If you’re going to a festival this summer and you’re going to be camping, it’s important to know what to bring. Most festivals have a list of things that you can’t bring (check the prohibited items list, it can be found on the festival’s website) but they don’t tell you what’s good to bring. As someone who has worked and attended numerous festivals over the last 6 years, I wish someone had told me what to bring when I started.

Whether you’re going to Download, Leeds/Reading, Boardmasters or any other camping festival, the list of items to bring are pretty much the same. This is not a complete list, it is a guide for things that are usually forgotten about.

Items to Bring With You

  • Tent –  It might seem obvious but some people forget this. If you’ll be sharing a tent with a friend, make sure you organise who’s going to bring it.
  • Sleeping bag & Pillow – The days are going to be long so you’ll want to sleep well at night, I personally use a blow up pillow to save space while travelling to and from the festival and it’s just as comfortable as a normal pillow.
  • Something to sleep on – I prefer a blow up bed as it’s comfier to me but a roll mat does the job too, the ground can be uncomfortable and it can make you colder. If you decide to bring a blow up bed, don’t forget a battery operated pump or a foot pump.
  • Reusable Water bottle – There are lots of water refill sites around the campsites and arena. A bottle of water at a festival usually costs around £3 so you’ll want to save your money and bring one from home. When you’re going from the campsites to the arena, this water bottle needs to be empty but there’s usually a refill point just after you get through.
  • Food – There are plenty of food vendors at festivals but I like to bring my own snacks to help save money. I usually bring breakfast bars and nuts. Others bring pot noodles, or food that can be cooked on a disposable BBQ or camping stove. (Always check with the festival which stoves are permitted.) 
  • Duct tape – Trust me, you think you won’t need it, you will. Duct tape fixes everything.
  • Sun cream – The last thing you want is to get a sunburn on day 1 and have to be out in the sun for the rest of the weekend. Wear your sun cream, protect your skin.
  • Waterproof poncho/raincoat – There’s always a chance it’s going to rain at a British festival. You don’t want to get rained on and have to spend all day in soggy clothes. With most camping festivals, umbrellas aren’t allowed into the arena so ponchos/raincoats are the better option. There are plenty that can fold up very small and fit into your pocket or bag.
  • Spare socks – There’s a lot of walking around with festivals and if it’s a wet weekend, you’ll need spare socks so you’re not walking around with wet socks/feet.
  • Layers  –  The weather is constantly changing, one minute it can be really nice and warm and the next, freezing. As you’re outside all weekend, I suggest bringing lots of layers to keep you warm, especially at night as it gets a lot colder than you think it’s going to.
  • ID – The bars have a challenge 25 policy and if you’re lucky enough to look under 25 and want an alcoholic drink, you need your ID. Some festivals offer over 18 wristbands but a lot of the bars don’t trust this as they can be swapped and will still ask to see your ID so always have it with you to avoid getting refused service.

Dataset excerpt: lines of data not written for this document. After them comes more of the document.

//! Normalized column metadata.
//!
//! Each adapter reduces its catalog's representation to this one shape.
//! Default values are coerced per type family: quote-wrapping stripped
//! for character types, numeric text cast to int/float, and keyword
//! defaults of the `CURRENT_TIMESTAMP` family treated as no default at
//! all. These rules reflect observed catalog behavior, not a standard.

use opal_query::SqlValue;
use serde::{Deserialize, Serialize};

/// Per-column metadata, normalized across MySQL, Postgres, and SQLite.
#[derive(Debug, Clone, Serialize, Deserialize)]
pub struct ColumnDefinition {
    /// Column name.
    pub name: String,
    /// Engine-reported base type, lowercased (e.g. `int`, `varchar`).
    pub col_type: String,
    /// Character length or numeric precision, when reported.
    pub size: Option<u32>,
    /// Numeric scale, when reported.
    pub scale: Option<u32>,
    /// Whether the column is NOT NULL.
    pub is_not_null: bool,
    /// Whether the column is part of the primary key.
    pub is_primary: bool,
    /// Whether the column auto-increments.
    pub is_auto_increment: bool,
    /// Whether the column is unsigned; `None` when the engine does not
    /// say (Postgres, SQLite).
    pub is_unsigned: Option<bool>,
    /// Whether the type is a numeric family.
    pub is_numeric: bool,
    /// Coerced default value, when one is declared.
    pub default: Option<SqlValue>,
    /// Whether a usable default is declared. Keyword defaults such as
    /// `CURRENT_TIMESTAMP` count as no default.
    pub has_default: bool,
    /// Enum value list, for MySQL `enum(...)` columns.
    pub options: Option<Vec<String>>,
    /// Name of the preceding column in ordinal position; `None` for
    /// the first column.
    pub after_field: Option<String>,
    /// Column comment, when the engine stores one.
    pub comment: Option<String>,
}

/// Integer type families.
const INT_TYPES: &[&str] = &[
    "int", "integer", "tinyint", "smallint", "mediumint", "bigint", "int2", "int4", "int8",
    "serial", "bigserial", "smallserial",
];

/// Floating/decimal type families.
const FLOAT_TYPES: &[&str] = &[
    "float", "double", "double precision", "real", "decimal", "numeric", "dec",
];

/// Character type families, for default-value quote stripping.
const CHAR_TYPES: &[&str] = &[
    "char", "varchar", "character", "character varying", "text", "tinytext", "mediumtext",
    "longtext", "nchar", "nvarchar", "enum", "set",
];

/// Whether the base type is an integer family.
#[must_use]
pub fn is_int_type(col_type: &str) -> bool {
    INT_TYPES.contains(&col_type)
}

/// Whether the base type is a float/decimal family.
#[must_use]
pub fn is_float_type(col_type: &str) -> bool {
    FLOAT_TYPES.contains(&col_type)
}

/// Whether the base type is numeric (integer or float/decimal).
#[must_use]
pub fn is_numeric_type(col_type: &str) -> bool {
    is_int_type(col_type) || is_float_type(col_type)
}

/// Whether the base type is a character family.
#[must_use]
pub fn is_char_type(col_type: &str) -> bool {
    CHAR_TYPES.contains(&col_type)
}

/// Keyword defaults that mean "no usable default".
fn is_keyword_default(raw: &str) -> bool {
    let upper = raw.trim().to_uppercase();
    upper == "NULL"
        || upper.starts_with("CURRENT_TIMESTAMP")
        || upper.starts_with("CURRENT_DATE")
        || upper.starts_with("CURRENT_TIME")
        || upper.starts_with("NOW()")
}

/// Coerces a raw catalog default into a typed value.
///
/// Returns `(default, has_default)`. Keyword defaults and absent
/// defaults yield `(None, false)`.
#[must_use]
pub fn coerce_default(col_type: &str, raw: Option<&str>) -> (Option<SqlValue>, bool) {
    let Some(raw) = raw else {
        return (None, false);
    };
    if is_keyword_default(raw) {
        return (None, false);
    }
    let raw = raw.trim();
    if is_char_type(col_type) {
        return (Some(SqlValue::Text(strip_quotes(raw))), true);
    }
    if is_int_type(col_type) {
        if let Ok(n) = strip_quotes(raw).parse::<i64>() {
            return (Some(SqlValue::Int(n)), true);
        }
    }
    if is_float_type(col_type) {
        if let Ok(f) = strip_quotes(raw).parse::<f64>() {
            return (Some(SqlValue::Float(f)), true);
        }
    }
    (Some(SqlValue::Text(String::from(raw))), true)
}

/// Strips one layer of single-quote wrapping and un-doubles embedded
/// quotes; unquoted text passes through.
fn strip_quotes(raw: &str) -> String {
    if raw.len() >= 2 && raw.starts_with('\'') && raw.ends_with('\'') {
        raw[1..raw.len() - 1].replace("''", "'")
    } else {
        String::from(raw)
    }
}

/// Parses MySQL `enum('a','b')` column-type text into its value list.
/// CSV-style: values are single-quoted and comma-separated, with
/// embedded quotes doubled.
#[must_use]
pub fn parse_enum_options(full_type: &str) -> Option<Vec<String>> {
    let body = full_type
        .strip_prefix("enum(")
        .or_else(|| full_type.strip_prefix("set("))?
        .strip_suffix(')')?;
    let mut options = vec![];
    let mut current = String::new();
    let mut in_quotes = false;
    let mut chars = body.chars().peekable();
    while let Some(ch) = chars.next() {
        match ch {
            '\'' if in_quotes => {
                if chars.peek() == Some(&'\'') {
                    chars.next();
                    current.push('\'');
                } else {
                    in_quotes = false;
                    options.push(std::mem::take(&mut current));
                }
            }
            '\'' => in_quotes = true,
            _ if in_quotes => current.push(ch),
            _ => {}
        }
    }
    Some(options)
}
//! Scripted connection double for introspection tests.

use std::collections::VecDeque;
use std::sync::{Arc, Mutex};

use opal_query::{Connection, ExecResult, Record, Result, SqlValue};

/// Replays queued catalog rows, recording every statement it runs.
pub struct CatalogConnection {
    driver: String,
    fetches: Mutex<VecDeque<Vec<Record>>>,
    statements: Mutex<Vec<String>>,
}

impl CatalogConnection {
    pub fn new(driver: &str) -> Arc<Self> {
        Arc::new(Self {
            driver: String::from(driver),
            fetches: Mutex::new(VecDeque::new()),
            statements: Mutex::new(Vec::new()),
        })
    }

    pub fn queue_rows(&self, rows: Vec<Record>) {
        self.fetches.lock().unwrap().push_back(rows);
    }

    pub fn statements(&self) -> Vec<String> {
        self.statements.lock().unwrap().clone()
    }

    fn record(&self, statement: &str) {
        self.statements.lock().unwrap().push(String::from(statement));
    }

    fn next_fetch(&self) -> Vec<Record> {
        self.fetches.lock().unwrap().pop_front().unwrap_or_default()
    }
}

impl Connection for CatalogConnection {
    fn driver_name(&self) -> &str {
        &self.driver
    }

    fn fetch_all(&self, statement: &str, _params: &Record) -> Result<Vec<Record>> {
        self.record(statement);
        Ok(self.next_fetch())
    }

    fn fetch_one(&self, statement: &str, _params: &Record) -> Result<Option<Record>> {
        self.record(statement);
        Ok(self.next_fetch().into_iter().next())
    }

    fn fetch_column(&self, statement: &str, _params: &Record) -> Result<Vec<SqlValue>> {
        self.record(statement);
        Ok(self
            .next_fetch()
            .iter()
            .filter_map(|row| row.values().next().cloned())
            .collect())
    }

    fn fetch_value(&self, statement: &str, _params: &Record) -> Result<Option<SqlValue>> {
        self.record(statement);
        Ok(self
            .next_fetch()
            .first()
            .and_then(|row| row.values().next().cloned()))
    }

    fn perform(&self, statement: &str, _params: &Record) -> Result<ExecResult> {
        self.record(statement);
        Ok(ExecResult::new(0))
    }

    fn last_insert_id(&self, _sequence: Option<&str>) -> Result<Option<SqlValue>> {
        Ok(None)
    }
}

/// Builds a record from literal pairs.
pub fn record(pairs: &[(&str, SqlValue)]) -> Record {
    pairs
        .iter()
        .map(|(k, v)| (String::from(*k), v.clone()))
        .collect()
}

The staff need to be able to hold your ID while they check it, photos of ID are not allowed.
  • A little bag for in the arena – Most festivals have a bag policy for in the arena where you can’t bring a bag bigger than A4 into the arena.
  • Portable charger – There usually are places where you can hire a portable charger but I think it’s always best to bring one with you, it will save you money. My personal favourite are ones with a solar panel on the back, you charge it before you go to the festival and as you’re using it, the solar panel will keep the charging the charger so it lasts longer than a normal one.
  • Toilet roll – The portaloos are usually stocked up and the staff keep up with them throughout the festival but there may be a time that you got to go and there isn’t any.
  • Ear Protectors – The whole weekend is a lot of loud music and sometimes it can get too much, I suggest having a pair of ear protectors on you in case you need to lower the volume a bit. I use them for when I’m trying to sleep at night and people want to carry on partying around you. I recommend Loops, they work perfectly for me, I can’t hear anything that’s going on in the campsite so I sleep well but I can hear when my alarm goes off in the morning.
Download 2022/David Dillon

Something that I’ve noticed over the years is the way that people take their camping gear from the car or bus to where they’re setting up. I’ve seen people struggle carrying everything and I’ve seen wheelie bins, shopping carts and various types of trollies. When it comes to the different types of trollies, I see the same problems over and over, the ground is not even and usually a bit muddy and everything gets stuck or falls over. To make trollies work properly, they need to have decent sized wheels. Small wheels gets stuck in grass and mud and it ends up being more hassle than help. The bigger the wheels, the better it will roll through the various terrains.

Have a great festival season. Wear sun cream, drink plenty of water and have fun.